Please send us a new model army
I remember you saying how you wished I was numerate. I don't have a proper maths room, just a cardboard box with "the head's maths room" written on the side that I carry around with me.
However, I am enjoying the teaching, finding out how to do long division again. In fact, I have just finished teaching Year 7. The lesson went well, apart from when I had to tell off Louise for flicking a paper pellet at Terry. I told her flicking paper was not appropriate behaviour for a learning support assistant.
I like the idea of teaching assistants taking over the less important tasks from teachers. It reminds me of those Old Masters who would allow their apprentices to paint most of the pictures before they would appear at the last minute to put a few dabs here and there and sign their name in the corner. I could do that in my maths class. Let the LSA do all the hard work, then sweep in near the end and announce "therefore y = x + 2", or whatever, to sighs of rapturous enlightenment from the class.

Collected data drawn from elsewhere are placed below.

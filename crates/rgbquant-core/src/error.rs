//! Error types for rgbquant-core
//!
//! Palette construction is the only fallible operation in this crate; every
//! variant carries the sizes involved so callers can report them directly.

use thiserror::Error;

/// rgbquant-core error type
#[derive(Error, Debug, PartialEq, Eq)]
pub enum Error {
    /// Requested palette capacity is outside `1..=256`
    #[error("invalid palette capacity: {0} (expected 1..=256)")]
    InvalidCapacity(usize),

    /// Palette already holds `capacity` entries
    #[error("palette full: capacity {capacity}")]
    PaletteFull { capacity: usize },

    /// Index out of bounds
    #[error("index out of bounds: {index} >= {len}")]
    IndexOutOfBounds { index: usize, len: usize },

    /// Byte buffer is not a whole number of 4-byte entries
    #[error("invalid palette byte length: {0} (expected a multiple of 4)")]
    InvalidByteLength(usize),
}

/// Result type alias for rgbquant-core operations
pub type Result<T> = std::result::Result<T, Error>;
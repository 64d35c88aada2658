//! rgbquant - Octree palette quantization
//!
//! Reduces 24-bit RGB images to a palette of at most 256 colors and maps
//! every pixel to its nearest palette entry.
//!
//! # Overview
//!
//! - Palette and color primitives (`Palette`, `RgbQuad`, packed pixels)
//! - Octree accumulation, reduction and palette synthesis
//! - Weighted nearest-color lookup with a one-entry cache
//!
//! # Example
//!
//! ```
//! use rgbquant::{OctreeOptions, quantize_rgb};
//!
//! let pixels = vec![[255, 0, 0], [250, 5, 0], [0, 0, 255]];
//! let result = quantize_rgb(&pixels, &OctreeOptions::default()).unwrap();
//! assert!(result.palette.len() <= 3);
//! assert_eq!(result.indices.len(), 3);
//! ```

// Re-export core types
pub use rgbquant_core::*;

// The quantizer crate as a module, plus its main entry points
pub use rgbquant_octree as octree;
pub use rgbquant_octree::{
    ChannelWeights, OctreeOptions, OctreeQuantizer, Phase, QuantError, QuantResult,
    QuantizedPixels, quantize_rgb,
};
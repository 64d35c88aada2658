//! Palette - Bounded color table produced by quantization
//!
//! A palette holds at most 256 entries, so every index fits in one byte of
//! indexed-color output.

use crate::error::{Error, Result};

/// Largest palette an indexed image can address with 8-bit indices.
pub const MAX_PALETTE_SIZE: usize = 256;

/// RGB palette entry
///
/// Field order matches the 4-byte blue/green/red/reserved quad used by
/// paletted raster formats, so a `&[RgbQuad]` can be handed to legacy
/// writers unchanged.
#[repr(C)]
#[derive(Debug, Clone, Copy, PartialEq, Eq, Hash, Default)]
pub struct RgbQuad {
    /// Blue component (stored first for BMP compatibility)
    pub blue: u8,
    /// Green component
    pub green: u8,
    /// Red component
    pub red: u8,
    /// Padding byte, always written as zero
    pub reserved: u8,
}

impl RgbQuad {
    /// Create a new RGB entry
    pub fn new(red: u8, green: u8, blue: u8) -> Self {
        Self {
            blue,
            green,
            red,
            reserved: 0,
        }
    }

    /// Create a grayscale entry
    pub fn gray(value: u8) -> Self {
        Self::new(value, value, value)
    }

    /// RGB components as a tuple
    #[inline]
    pub fn rgb(&self) -> (u8, u8, u8) {
        (self.red, self.green, self.blue)
    }

    /// Little-endian view of the quad: `0xXXRRGGBB`.
    #[inline]
    pub fn to_u32(self) -> u32 {
        u32::from_le_bytes([self.blue, self.green, self.red, self.reserved])
    }

    /// Inverse of [`RgbQuad::to_u32`].
    #[inline]
    pub fn from_u32(value: u32) -> Self {
        let [blue, green, red, reserved] = value.to_le_bytes();
        Self {
            blue,
            green,
            red,
            reserved,
        }
    }
}

/// Ordered color table with a fixed upper bound on its length
#[derive(Debug, Clone, PartialEq, Eq)]
pub struct Palette {
    colors: Vec<RgbQuad>,
    capacity: usize,
}

impl Palette {
    /// Create an empty palette that accepts up to `capacity` entries.
    ///
    /// `capacity` must be in `1..=256`.
    pub fn new(capacity: usize) -> Result<Self> {
        if capacity == 0 || capacity > MAX_PALETTE_SIZE {
            return Err(Error::InvalidCapacity(capacity));
        }
        Ok(Self {
            colors: Vec::with_capacity(capacity),
            capacity,
        })
    }

    /// Get the number of colors
    #[inline]
    pub fn len(&self) -> usize {
        self.colors.len()
    }

    /// Check if empty
    #[inline]
    pub fn is_empty(&self) -> bool {
        self.colors.is_empty()
    }

    /// Get maximum number of entries
    #[inline]
    pub fn capacity(&self) -> usize {
        self.capacity
    }

    /// Get a color by index
    pub fn get(&self, index: usize) -> Option<&RgbQuad> {
        self.colors.get(index)
    }

    /// Get RGB values at index
    pub fn get_rgb(&self, index: usize) -> Option<(u8, u8, u8)> {
        self.colors.get(index).map(RgbQuad::rgb)
    }

    /// Add a color, returning its index
    pub fn add_color(&mut self, color: RgbQuad) -> Result<usize> {
        if self.colors.len() >= self.capacity {
            return Err(Error::PaletteFull {
                capacity: self.capacity,
            });
        }
        self.colors.push(color);
        Ok(self.colors.len() - 1)
    }

    /// Add an RGB color, returning its index
    pub fn add_rgb(&mut self, r: u8, g: u8, b: u8) -> Result<usize> {
        self.add_color(RgbQuad::new(r, g, b))
    }

    /// Replace the color at `index`
    pub fn set_color(&mut self, index: usize, color: RgbQuad) -> Result<()> {
        let len = self.colors.len();
        let slot = self
            .colors
            .get_mut(index)
            .ok_or(Error::IndexOutOfBounds { index, len })?;
        *slot = color;
        Ok(())
    }

    /// Get all colors as a slice
    pub fn colors(&self) -> &[RgbQuad] {
        &self.colors
    }

    /// Check if every entry has `red == green == blue`
    pub fn is_grayscale(&self) -> bool {
        self.colors
            .iter()
            .all(|c| c.red == c.green && c.green == c.blue)
    }

    /// Serialize in the legacy layout: 4 bytes per entry, blue first.
    pub fn to_bgrx_bytes(&self) -> Vec<u8> {
        self.colors
            .iter()
            .flat_map(|c| [c.blue, c.green, c.red, c.reserved])
            .collect()
    }

    /// Parse the legacy 4-byte-per-entry layout.
    ///
    /// The palette capacity is the number of entries found.
    pub fn from_bgrx_bytes(data: &[u8]) -> Result<Self> {
        if data.len() % 4 != 0 {
            return Err(Error::InvalidByteLength(data.len()));
        }
        let mut palette = Self::new(data.len() / 4)?;
        for chunk in data.chunks_exact(4) {
            palette.add_color(RgbQuad {
                blue: chunk[0],
                green: chunk[1],
                red: chunk[2],
                reserved: chunk[3],
            })?;
        }
        Ok(palette)
    }
}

It made me think about the Government's idea of hiring an army of teaching assistants. We find it difficult to get teaching assistants round here, so I have a good wheeze. Like that terracotta army in China, or the stone soldiers on the battlements of Alnwick Castle, I will ask the art department to make 50 life-sized papier-mache assistants to distribute around the school. The costs will be low. I think it will work, except that I can't decide how the paper assistants will apply the behaviour policy.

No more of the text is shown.